私「ええ?どうしたの?具合悪いの?大丈夫?お医者さんいくか?」というと
男「いえ、ちょっと休ませてもらうだけでいいんです」という。
私「家は近くなの?」
男「いや、もう少し離れた所だけど、帰っても親いないし…ブツブツ」
私「……」

男「今、お家に誰かいますか?」
私「は?今は誰もいないけど、もう少ししたら子供が帰ってくるよ」
男「じゃあ、お子さんが帰ってくるまでの間でいいから、あなたのお家で休ませてください」


オイオイ〜!しんどいのに、誰かいるかいないかなんて関係ないでしょう!
これはおかしい!と確信した私。
私「あのね、しんどいのなら横になった方がいいよ。
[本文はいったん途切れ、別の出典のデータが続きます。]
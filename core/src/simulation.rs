//! Run driver: generate bodies, integrate to each output time, summarize.

use std::ops::ControlFlow;
use std::time::{Duration, Instant};

use horizon_types::{Body, BodyKind, ParamError, PhaseState, SimulationParams, Vec3};
use serde::{Deserialize, Serialize};
use thiserror::Error;
use tracing::{debug, info};

use crate::diagnostics::{ConservationReport, Invariants};
use crate::gravity::GravityModel;
use crate::integrator::{IntegrationError, IntegratorKind, IntegratorSettings, StepStats};
use crate::scenario::{self, ScenarioError};
use crate::stability::{self, DEFAULT_DRIFT_TOLERANCE, StabilityReport};
use crate::units::Normalization;

/// Output frames per run.
pub const DEFAULT_SAMPLES: usize = 300;
/// Fewest frames that still span the interval.
pub const MIN_SAMPLES: usize = 2;
/// Most frames a run may request.
pub const MAX_SAMPLES: usize = 5_000;

#[derive(Debug, Clone, Copy, PartialEq, Serialize, Deserialize)]
pub struct SimulationSettings {
    pub integrator: IntegratorSettings,
    pub samples: usize,
    pub drift_tolerance: f64,
}

impl Default for SimulationSettings {
    fn default() -> Self {
        Self {
            integrator: IntegratorSettings::default(),
            samples: DEFAULT_SAMPLES,
            drift_tolerance: DEFAULT_DRIFT_TOLERANCE,
        }
    }
}

/// Reported to the observer while a run is in flight.
#[derive(Debug, Clone, Copy, PartialEq, Eq)]
pub enum Progress {
    /// Bodies are generated; integration is about to start.
    Initialized {
        bodies: usize,
        integrator: IntegratorKind,
    },
    /// `done` of `total` frames are recorded.
    Frame { done: usize, total: usize },
}

#[derive(Debug, Error)]
pub enum SimulationError {
    #[error("invalid parameters: {0}")]
    Params(#[from] ParamError),
    #[error("cannot generate initial conditions: {0}")]
    Scenario(#[from] ScenarioError),
    #[error("integration failed before frame {frame}: {source}")]
    Integration {
        frame: usize,
        #[source]
        source: IntegrationError,
    },
    #[error("simulation cancelled")]
    Cancelled,
    #[error("run produced no frames")]
    NoFrames,
}

/// A finished run: sampled trajectories plus its diagnostics.
#[derive(Debug, Clone)]
pub struct SimulationRun {
    pub params: SimulationParams,
    pub integrator: IntegratorKind,
    pub normalization: Normalization,
    /// Initial conditions.
    pub bodies: Vec<Body>,
    pub times: Vec<f64>,
    /// `frames[k][i]` is the position of body `i` at `times[k]`.
    pub frames: Vec<Vec<Vec3>>,
    pub invariants: Vec<Invariants>,
    pub stats: StepStats,
    pub conservation: ConservationReport,
    pub stability: StabilityReport,
    pub elapsed: Duration,
}

impl SimulationRun {
    #[must_use]
    pub fn frame_count(&self) -> usize {
        self.frames.len()
    }

    #[must_use]
    pub fn body_count(&self) -> usize {
        self.bodies.len()
    }

    #[must_use]
    pub fn positions_at(&self, frame: usize) -> Option<&[Vec3]> {
        self.frames.get(frame).map(Vec::as_slice)
    }

    #[must_use]
    pub fn time_at(&self, frame: usize) -> Option<f64> {
        self.times.get(frame).copied()
    }

    #[must_use]
    pub fn kinds(&self) -> Vec<BodyKind> {
        self.bodies.iter().map(|b| b.kind).collect()
    }

    /// Half-width of the viewing cube for this scenario.
    #[must_use]
    pub fn extent(&self) -> f64 {
        scenario::view_extent(&self.params)
    }
}

/// `samples` evenly spaced times from 0 to `end`, both included.
#[must_use]
pub fn output_times(end: f64, samples: usize) -> Vec<f64> {
    let samples = samples.max(MIN_SAMPLES);
    let last = (samples - 1) as f64;
    (0..samples)
        .map(|k| {
            if k + 1 == samples {
                end
            } else {
                end * k as f64 / last
            }
        })
        .collect()
}

/// Run the whole pipeline for `params`.
///
/// `observer` sees every [`Progress`] event and may stop the run by returning
/// [`ControlFlow::Break`], which yields [`SimulationError::Cancelled`].
pub fn simulate<F>(
    params: &SimulationParams,
    settings: &SimulationSettings,
    mut observer: F,
) -> Result<SimulationRun, SimulationError>
where
    F: FnMut(Progress) -> ControlFlow<()>,
{
    let started = Instant::now();
    params.validate()?;

    let normalization = Normalization::new(params.gravity.value());
    let bodies = scenario::generate(params)?;
    let gravity = GravityModel::from_bodies(&bodies, normalization, params.softening);
    let kind = settings.integrator.kind;
    info!(
        scenario = params.scenario.as_str(),
        bodies = bodies.len(),
        seed = params.seed,
        integrator = kind.as_str(),
        "Starting simulation"
    );

    if observer(Progress::Initialized {
        bodies: bodies.len(),
        integrator: kind,
    })
    .is_break()
    {
        return Err(SimulationError::Cancelled);
    }

    let times = output_times(params.time_span, settings.samples);
    let total = times.len();
    let mut state = PhaseState::from_bodies(&bodies);
    let mut integrator = settings.integrator.build();
    let mut frames = Vec::with_capacity(total);
    let mut invariants = Vec::with_capacity(total);
    let mut stats = StepStats::default();

    frames.push(state.positions.clone());
    invariants.push(Invariants::measure(&gravity, &state));
    if observer(Progress::Frame { done: 1, total }).is_break() {
        return Err(SimulationError::Cancelled);
    }

    for (frame, window) in times.windows(2).enumerate() {
        let step = integrator
            .advance(&gravity, &mut state, window[0], window[1])
            .map_err(|source| SimulationError::Integration {
                frame: frame + 1,
                source,
            })?;
        debug!(
            frame = frame + 1,
            t = window[1],
            accepted = step.accepted,
            rejected = step.rejected,
            "Interval integrated"
        );
        stats += step;
        frames.push(state.positions.clone());
        invariants.push(Invariants::measure(&gravity, &state));

        if observer(Progress::Frame {
            done: frame + 2,
            total,
        })
        .is_break()
        {
            return Err(SimulationError::Cancelled);
        }
    }

    let conservation = ConservationReport::from_series(&invariants)
        .ok_or(SimulationError::NoFrames)?;
    let kinds: Vec<BodyKind> = bodies.iter().map(|b| b.kind).collect();
    let stability = stability::classify(
        &gravity,
        &kinds,
        &state,
        conservation.max_energy_drift,
        settings.drift_tolerance,
    );
    let elapsed = started.elapsed();

    info!(
        frames = frames.len(),
        accepted = stats.accepted,
        rejected = stats.rejected,
        energy_drift = conservation.energy_drift,
        verdict = stability.verdict.label(),
        elapsed_ms = elapsed.as_millis() as u64,
        "Simulation finished"
    );

    Ok(SimulationRun {
        params: *params,
        integrator: kind,
        normalization,
        bodies,
        times,
        frames,
        invariants,
        stats,
        conservation,
        stability,
        elapsed,
    })
}

#[cfg(test)]
mod tests {
    use std::ops::ControlFlow;

    use horizon_types::{ParamError, Scenario, SimulationParams};

    use super::{Progress, SimulationError, SimulationSettings, output_times, simulate};
    use crate::integrator::IntegratorKind;
    use crate::scenario::view_extent;
    use crate::stability::Verdict;

    fn quick_settings() -> SimulationSettings {
        SimulationSettings {
            samples: 40,
            ..SimulationSettings::default()
        }
    }

    #[test]
    fn output_times_span_the_interval() {
        let times = output_times(15.0, 300);
        assert_eq!(times.len(), 300);
        assert_eq!(times[0], 0.0);
        assert_eq!(times[299], 15.0);
        assert!(times.windows(2).all(|w| w[1] > w[0]));

        assert_eq!(output_times(2.0, 0), vec![0.0, 2.0]);
    }

    #[test]
    fn binary_run_records_every_frame() {
        let params = SimulationParams {
            scenario: Scenario::BinaryPlanet,
            time_span: 2.0,
            ..SimulationParams::default()
        };
        let mut events = Vec::new();
        let run = simulate(&params, &quick_settings(), |p| {
            events.push(p);
            ControlFlow::Continue(())
        })
        .expect("binary run succeeds");

        assert_eq!(run.frame_count(), 40);
        assert_eq!(run.times.len(), 40);
        assert_eq!(run.invariants.len(), 40);
        assert_eq!(run.body_count(), 3);
        assert!(run.frames.iter().all(|f| f.len() == 3));
        assert_eq!(run.positions_at(0).unwrap()[0], run.bodies[0].position);
        assert!(run.positions_at(40).is_none());
        assert_eq!(run.integrator, IntegratorKind::DormandPrince);
        assert!(run.conservation.max_energy_drift < 1e-2);
        assert_ne!(run.stability.verdict, Verdict::Unreliable);

        assert_eq!(
            events.first(),
            Some(&Progress::Initialized {
                bodies: 3,
                integrator: IntegratorKind::DormandPrince
            })
        );
        assert_eq!(events.last(), Some(&Progress::Frame { done: 40, total: 40 }));
    }

    #[test]
    fn extent_stays_fixed_when_bodies_escape() {
        let params = SimulationParams {
            body_count: 12,
            time_span: 5.0,
            disk_radius: 2.0,
            ..SimulationParams::default()
        }
        .with_seed(7);
        let run = simulate(&params, &quick_settings(), |_| ControlFlow::Continue(())).unwrap();

        assert_eq!(run.extent(), view_extent(&params));
        assert_eq!(run.extent(), 3.0);

        let binary = SimulationParams {
            scenario: Scenario::BinaryPlanet,
            time_span: 1.0,
            ..SimulationParams::default()
        };
        let run = simulate(&binary, &quick_settings(), |_| ControlFlow::Continue(())).unwrap();
        assert_eq!(run.extent(), 2.0);
    }

    #[test]
    fn same_seed_reproduces_trajectories() {
        let params = SimulationParams {
            body_count: 8,
            time_span: 1.0,
            ..SimulationParams::default()
        }
        .with_seed(99);
        let a = simulate(&params, &quick_settings(), |_| ControlFlow::Continue(())).unwrap();
        let b = simulate(&params, &quick_settings(), |_| ControlFlow::Continue(())).unwrap();
        assert_eq!(a.frames, b.frames);
    }

    #[test]
    fn observer_can_cancel() {
        let params = SimulationParams {
            body_count: 5,
            time_span: 1.0,
            ..SimulationParams::default()
        };
        let mut seen = 0;
        let result = simulate(&params, &quick_settings(), |p| {
            if let Progress::Frame { done, .. } = p {
                seen = done;
                if done == 5 {
                    return ControlFlow::Break(());
                }
            }
            ControlFlow::Continue(())
        });
        assert!(matches!(result, Err(SimulationError::Cancelled)));
        assert_eq!(seen, 5);
    }

    #[test]
    fn invalid_params_are_rejected_before_work() {
        let params = SimulationParams {
            softening: 0.0,
            ..SimulationParams::default()
        };
        let mut called = false;
        let err = simulate(&params, &quick_settings(), |_| {
            called = true;
            ControlFlow::Continue(())
        })
        .unwrap_err();
        assert!(matches!(
            err,
            SimulationError::Params(ParamError::OutOfRange { .. })
        ));
        assert!(!called);
    }
}
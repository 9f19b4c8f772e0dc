//! N-body physics for EventHorizon.
//!
//! Everything here is synchronous and free of terminal or file IO. The engine
//! runs [`simulate`] on a blocking task and reads the [`SimulationRun`] it returns.

// Pedantic lint configuration - these are intentional design choices
#![allow(clippy::missing_errors_doc)]
#![allow(clippy::missing_panics_doc)]

pub mod diagnostics;
pub mod export;
pub mod gravity;
pub mod integrator;
pub mod scenario;
pub mod simulation;
pub mod stability;
pub mod units;

pub use diagnostics::{ConservationReport, Invariants};
pub use export::{ExportError, ExportFormat, RunExport, UnknownFormat};
pub use gravity::{Dynamics, GravityModel};
pub use integrator::{
    IntegrationError, Integrator, IntegratorKind, IntegratorSettings, StepStats, UnknownIntegrator,
};
pub use scenario::{BLACK_HOLE_MASS, ScenarioError, random_seed};
pub use simulation::{
    DEFAULT_SAMPLES, MAX_SAMPLES, MIN_SAMPLES, Progress, SimulationError, SimulationRun,
    SimulationSettings, simulate,
};
pub use stability::{BodyFate, DEFAULT_DRIFT_TOLERANCE, Fate, StabilityReport, Verdict};
pub use units::Normalization;
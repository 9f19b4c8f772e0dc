//! Color theme and glyphs for the EventHorizon TUI.
//!
//! Uses Kanagawa Wave for the chrome with an optional high-contrast override.
//! The viewport keeps a black sky in both palettes.

use ratatui::style::{Color, Modifier, Style};
use ratatui::symbols::border;
use ratatui::widgets::{Block, BorderType, Borders};

use horizon_engine::UiOptions;

/// Kanagawa Wave color palette constants.
mod colors {
    use super::Color;

    // === Backgrounds (Sumi Ink) ===
    pub const BG_DARK: Color = Color::Rgb(22, 22, 29); // sumiInk0
    pub const BG_PANEL: Color = Color::Rgb(31, 31, 40); // sumiInk3
    pub const BG_HIGHLIGHT: Color = Color::Rgb(42, 42, 55); // sumiInk4
    pub const BG_BORDER: Color = Color::Rgb(84, 84, 109); // sumiInk6

    // === Foregrounds (Fuji) ===
    pub const TEXT_PRIMARY: Color = Color::Rgb(220, 215, 186); // fujiWhite
    pub const TEXT_SECONDARY: Color = Color::Rgb(200, 192, 147); // oldWhite
    pub const TEXT_MUTED: Color = Color::Rgb(114, 113, 105); // fujiGray
    pub const TEXT_DISABLED: Color = Color::Rgb(84, 84, 109); // sumiInk6

    // === Primary/Brand ===
    pub const PRIMARY: Color = Color::Rgb(149, 127, 184); // oniViolet

    // === Accent Colors ===
    pub const CYAN: Color = Color::Rgb(127, 180, 202); // springBlue
    pub const GREEN: Color = Color::Rgb(152, 187, 108); // springGreen
    pub const YELLOW: Color = Color::Rgb(230, 195, 132); // carpYellow
    pub const ORANGE: Color = Color::Rgb(255, 160, 102); // surimiOrange
    pub const RED: Color = Color::Rgb(255, 93, 98); // peachRed

    // === Semantic Aliases ===
    pub const ACCENT: Color = CYAN;
    pub const SUCCESS: Color = GREEN;
    pub const WARNING: Color = YELLOW;
    pub const ERROR: Color = RED;
    pub const PEACH: Color = ORANGE;

    // === Sky ===
    pub const SPACE: Color = Color::Black;
    pub const TRAIL: Color = Color::Rgb(0, 170, 190);
    pub const STAR: Color = Color::White;
    pub const BLACK_HOLE: Color = Color::Rgb(255, 215, 0);
    pub const PLANET: Color = Color::Rgb(80, 220, 100);
}

/// Resolved theme palette used by the UI.
#[derive(Debug, Clone, Copy)]
pub struct Palette {
    pub bg_dark: Color,
    pub bg_panel: Color,
    pub bg_highlight: Color,
    pub bg_border: Color,
    pub text_primary: Color,
    pub text_secondary: Color,
    pub text_muted: Color,
    pub text_disabled: Color,
    pub primary: Color,
    pub accent: Color,
    pub success: Color,
    pub warning: Color,
    pub error: Color,
    pub peach: Color,
    pub space: Color,
    pub trail: Color,
    pub star: Color,
    pub black_hole: Color,
    pub planet: Color,
}

impl Palette {
    #[must_use]
    pub fn standard() -> Self {
        Self {
            bg_dark: colors::BG_DARK,
            bg_panel: colors::BG_PANEL,
            bg_highlight: colors::BG_HIGHLIGHT,
            bg_border: colors::BG_BORDER,
            text_primary: colors::TEXT_PRIMARY,
            text_secondary: colors::TEXT_SECONDARY,
            text_muted: colors::TEXT_MUTED,
            text_disabled: colors::TEXT_DISABLED,
            primary: colors::PRIMARY,
            accent: colors::ACCENT,
            success: colors::SUCCESS,
            warning: colors::WARNING,
            error: colors::ERROR,
            peach: colors::PEACH,
            space: colors::SPACE,
            trail: colors::TRAIL,
            star: colors::STAR,
            black_hole: colors::BLACK_HOLE,
            planet: colors::PLANET,
        }
    }

    #[must_use]
    pub fn high_contrast() -> Self {
        Self {
            bg_dark: Color::Black,
            bg_panel: Color::Black,
            bg_highlight: Color::DarkGray,
            bg_border: Color::Gray,
            text_primary: Color::White,
            text_secondary: Color::Gray,
            text_muted: Color::Gray,
            text_disabled: Color::DarkGray,
            primary: Color::White,
            accent: Color::Cyan,
            success: Color::Green,
            warning: Color::Yellow,
            error: Color::Red,
            peach: Color::Yellow,
            space: Color::Black,
            trail: Color::Cyan,
            star: Color::White,
            black_hole: Color::Yellow,
            planet: Color::Green,
        }
    }
}

#[must_use]
pub fn palette(options: UiOptions) -> Palette {
    if options.high_contrast {
        Palette::high_contrast()
    } else {
        Palette::standard()
    }
}

/// ASCII/Unicode glyphs for icons and spinners.
#[derive(Debug, Clone, Copy)]
pub struct Glyphs {
    pub selected: &'static str,
    pub running: &'static str,
    pub paused: &'static str,
    pub looping: &'static str,
    pub bullet: &'static str,
    pub separator: &'static str,
    pub info: &'static str,
    pub success: &'static str,
    pub warning: &'static str,
    pub error: &'static str,
    pub black_hole: &'static str,
    pub planet: &'static str,
    /// Only used where the canvas cannot plot markers, i.e. ASCII mode.
    pub star: &'static str,
    pub trail: &'static str,
    pub bar_full: &'static str,
    pub bar_empty: &'static str,
    pub delta: &'static str,
    pub spinner_frames: &'static [&'static str],
}

const SPINNER_FRAMES: &[&str] = &["⠋", "⠙", "⠹", "⠸", "⠼", "⠴", "⠦", "⠧", "⠇", "⠏"];
const SPINNER_FRAMES_ASCII: &[&str] = &["|", "/", "-", "\\"];

#[must_use]
pub fn glyphs(options: UiOptions) -> Glyphs {
    if options.ascii_only {
        Glyphs {
            selected: ">",
            running: ">",
            paused: "||",
            looping: "@",
            bullet: "*",
            separator: "|",
            info: "i",
            success: "+",
            warning: "!",
            error: "x",
            black_hole: "@",
            planet: "o",
            star: "*",
            trail: ".",
            bar_full: "#",
            bar_empty: ".",
            delta: "d",
            spinner_frames: SPINNER_FRAMES_ASCII,
        }
    } else {
        Glyphs {
            selected: "▸",
            running: "▶",
            paused: "⏸",
            looping: "↻",
            bullet: "•",
            separator: "│",
            info: "•",
            success: "✓",
            warning: "⚠",
            error: "✗",
            black_hole: "●",
            planet: "◉",
            star: "•",
            trail: "·",
            bar_full: "█",
            bar_empty: "░",
            delta: "Δ",
            spinner_frames: SPINNER_FRAMES,
        }
    }
}

/// A bordered panel: rounded corners, or `+-|` in ASCII mode.
#[must_use]
pub fn panel<'a>(options: UiOptions) -> Block<'a> {
    let block = Block::default().borders(Borders::ALL);
    if options.ascii_only {
        block.border_set(border::Set {
            top_left: "+",
            top_right: "+",
            bottom_left: "+",
            bottom_right: "+",
            vertical_left: "|",
            vertical_right: "|",
            horizontal_top: "-",
            horizontal_bottom: "-",
        })
    } else {
        block.border_type(BorderType::Rounded)
    }
}

/// When `reduced_motion` is enabled, returns a static glyph instead of cycling.
#[must_use]
pub fn spinner_frame(tick: usize, options: UiOptions) -> &'static str {
    let frames = glyphs(options).spinner_frames;
    if options.reduced_motion {
        frames[0]
    } else {
        frames[tick % frames.len()]
    }
}

/// Pre-defined styles for common UI elements.
pub mod styles {
    use super::{Modifier, Palette, Style};

    #[must_use]
    pub fn title(palette: &Palette) -> Style {
        Style::default()
            .fg(palette.text_primary)
            .add_modifier(Modifier::BOLD)
    }

    #[must_use]
    pub fn border(palette: &Palette) -> Style {
        Style::default().fg(palette.bg_border)
    }

    #[must_use]
    pub fn selected_row(palette: &Palette) -> Style {
        Style::default()
            .fg(palette.text_primary)
            .bg(palette.bg_highlight)
            .add_modifier(Modifier::BOLD)
    }

    #[must_use]
    pub fn label(palette: &Palette) -> Style {
        Style::default().fg(palette.text_muted)
    }

    #[must_use]
    pub fn value(palette: &Palette) -> Style {
        Style::default().fg(palette.text_primary)
    }

    #[must_use]
    pub fn key_hint(palette: &Palette) -> Style {
        Style::default().fg(palette.text_muted)
    }

    #[must_use]
    pub fn key_highlight(palette: &Palette) -> Style {
        Style::default()
            .fg(palette.peach)
            .add_modifier(Modifier::BOLD)
    }
}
すぐそこに公園があるからベンチででも休んだら?」



男「いや、あなたのお部屋で横になりたい

ゲゲゲー!!何言うとんねん!!こいつー!!
気持ち悪いというか、不気味と言うか、犯罪の匂いさえ漂う…
誰が、こんなこと言われたぐらいで、家にあげるかぁぁぁーー!




男「だめですか!」
私「いや、それは出来ひん!(きっぱり!しかしいきなり関西弁)あんた、本当にしんどいのやったらね、そこの公園のベンチで休んで行きなさい!」
私のきっぱりとしたいい方と、目で「お前ええかげんにせえよ」ビームを送ったのを察知したのか、 その男の子は
「はい、わかりました……」
と言い残し、何度も振り返りつつ、彼は去っていったのであった。

彼が行った後、銀行でお金下ろしつつ考えた。


何だったのだろうねぇ…
自転車の前後カゴに、おむつやらキッチンペーパーやらを満載した、ママチャリ乗った奴に、まさかナンパするとは思えないが…。
いや、こー年上趣味の子供もいるのだろうか…
でも、もしもだよ!もしも万が一、私のこと気になって声かけてきたとしてもだよ!
「あなたのお家に入れて下さい」なんて言い方、おかしいよぉー。
それなら、もっと他の言い方あるでしょう・・・



それにはっきり言って、私あのこのお母さんでもおかしくないのだよ!
いやいや、それともお金目当てか…変質的な奴だったのか…
一見したところ、まったくふつーーーの高校生で、いや、どちらかというとモテルタイプの男の子だった。
こんなオバチャンに声掛けてる場合ではないよ!
それとも、前にこうやって声かけて、いい事でもあったのかなァ…
でも、こんなこと言われたぐらいで、ホイホイ家に上げる主婦なんているんかいな…
ブツブツ…

というわけで、私は少し恐くなって、あの道は2度と通らないことに・・・しませんでした(笑)
だって、通らないわけにはいかない所なんだもん!
今度あの子を見つけたら、真っ先にこっちから大声で言ってやろう。